Could Paying Employees to Quit Save Amazon?

In recent months, (NASDAQ: AMZN  ) has faced scrutiny about employee treatment. Increasing numbers of investors have been wondering if Amazon is too uncomfortable a stock for their portfolios due to this criticism. But founder and CEO Jeff Bezos' most recent shareholder letter revealed a new, unorthodox "benefit" for warehouse employees: Amazon will give them a lump sum of cash to tell it to take their job and shove it.

For all that Amazon has recently been gaining a reputation for treating employees poorly, the policy takes a page from Zappos. Exemplary employee culture is a factor that sets Zappos apart in the corporate landscape. There's no shortage of media coverage of CEO and founder Tony Hsieh's unorthodox methods, creating a zany, fun place to work.

Amazon's copycatting makes sense for a lot of reasons -- of all companies, it's more than allowed to copy Zappos: The Internet giant bought the online shoe peddler in 2009.

Given increasing awareness of how important it is for successful, growing businesses to have happy employees -- and one of its own business units' success in that area -- is Bezos starting to "get it" more than many may think?

Please don't go
Bezos' letter certainly sounds as if he's concerned with having satisfied employees. In his words:

We hope [employees] don't take the offer; we want them to stay. Why do we make this offer? The goal is to encourage folks to take a moment and think about what they really want. In the long-run, an employee staying somewhere they don't want to be isn't healthy for the employee or the company.

The idea segues into one that is increasingly recognized as an intangible asset to companies: happy workers. If employees aren't happy, they won't perform well, customers will revolt, and that all feeds directly into companies' long-term financial standing.

The unorthodox idea of paying unhappy people to leave certainly can give some literal get up and go to those who want to get up and quit.

Another Internet giant, Netflix (NASDAQ: NFLX  ) , also gives employees the option of receiving a lump sum to leave. But that program is limited to those working in its corporate layer, so warehouse workers aren't included in the program.

Still, big Internet companies often know the value of happy employees. Many of the best benefits emanate from innovators like Google (NASDAQ: GOOG  ) and Facebook (NASDAQ: FB  ) , after all.

The law of attraction
Rejecting industry norms and treating employees well shouldn't be underestimated as a competitive advantage. Making sure customers' positive feelings about a product or service doesn't erode is a real foundational strength.

Pro-stakeholder investing recognizes many operational aspects that take a decision beyond simply price-to-earnings ratios and complex number crunching, both of which can hide future business strength and weakness. Employee treatment and happiness is one of them.

Employees who aren't happy -- or "engaged" -- are actually profit drains. According to Gallup, "actively disengaged" employees represent $450 billion to $550 billion in squandered productivity every year.

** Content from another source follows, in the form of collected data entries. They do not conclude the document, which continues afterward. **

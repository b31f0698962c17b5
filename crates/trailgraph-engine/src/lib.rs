//! # Trailgraph Engine
//!
//! The incremental knowledge-graph maintenance engine: keeps a derived
//! graph of topic clusters and learning items consistent with a changing
//! set of source records, invoking the relationship oracle only on the
//! parts of the graph that changed.
//!
//! Two designs live here:
//!
//! - [`GraphService`] — persistent incremental nodes. A created cluster
//!   is analyzed only against pre-existing items (O(new × existing));
//!   deletion is a pure cascade; a full rebuild is the explicit
//!   recovery path. This is the primary design.
//! - [`CachedGraphService`] — fingerprint-gated full cache that
//!   recomputes everything on any source change. A documented
//!   alternative for low-churn deployments, never combined with the
//!   incremental store.
//!
//! ## Quick Start
//!
//! ```rust,ignore
//! use trailgraph_engine::prelude::*;
//! use trailgraph_oracle::MockOracle;
//!
//! let service = GraphService::new(
//!     MemoryGraphStore::new(),
//!     MockOracle::new(),
//!     MemorySourceRepository::new(),
//! )?;
//! let outcome = service.on_topic_created(1).await?;
//! let snapshot = service.graph(false).await?;
//! ```

pub mod builder;
pub mod cache;
pub mod memory_store;
pub mod prelude;
pub mod source;

#[cfg(feature = "sqlite")]
pub mod sqlite_store;

pub use builder::{GraphService, MutationOutcome};
pub use cache::{CachedGraphService, GraphCache};
pub use memory_store::MemoryGraphStore;
pub use source::{MemorySourceRepository, SourceRepository};

#[cfg(feature = "sqlite")]
pub use sqlite_store::SqliteGraphStore;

Layoff-happy organizations suffer from beat-down morale as survivors wonder when their time will come, or simply feel guilty about their pink-slipped comrades. Meanwhile, high turnover of any kind is a financial weaknesses: Retraining new employees constantly is a real cost, not a bottom-line benefit, as conventional wisdom often claims.

When it comes to happy employees, Gallup points out companies that can boast 9.3 "engaged" employees for every one "disengaged" worker enjoyed 147% higher earnings per share compared to comparable companies in the 2011-2012 time frame. Sounds good, right?

Love versus the lottery
Here's some food for thought. When it comes to people who love their jobs, millions in cash might not budge them from their life's work. In a poll revealed last December, Gallup revealed that if engaged employees won the lottery, they'd keep their current jobs even with a massive windfall.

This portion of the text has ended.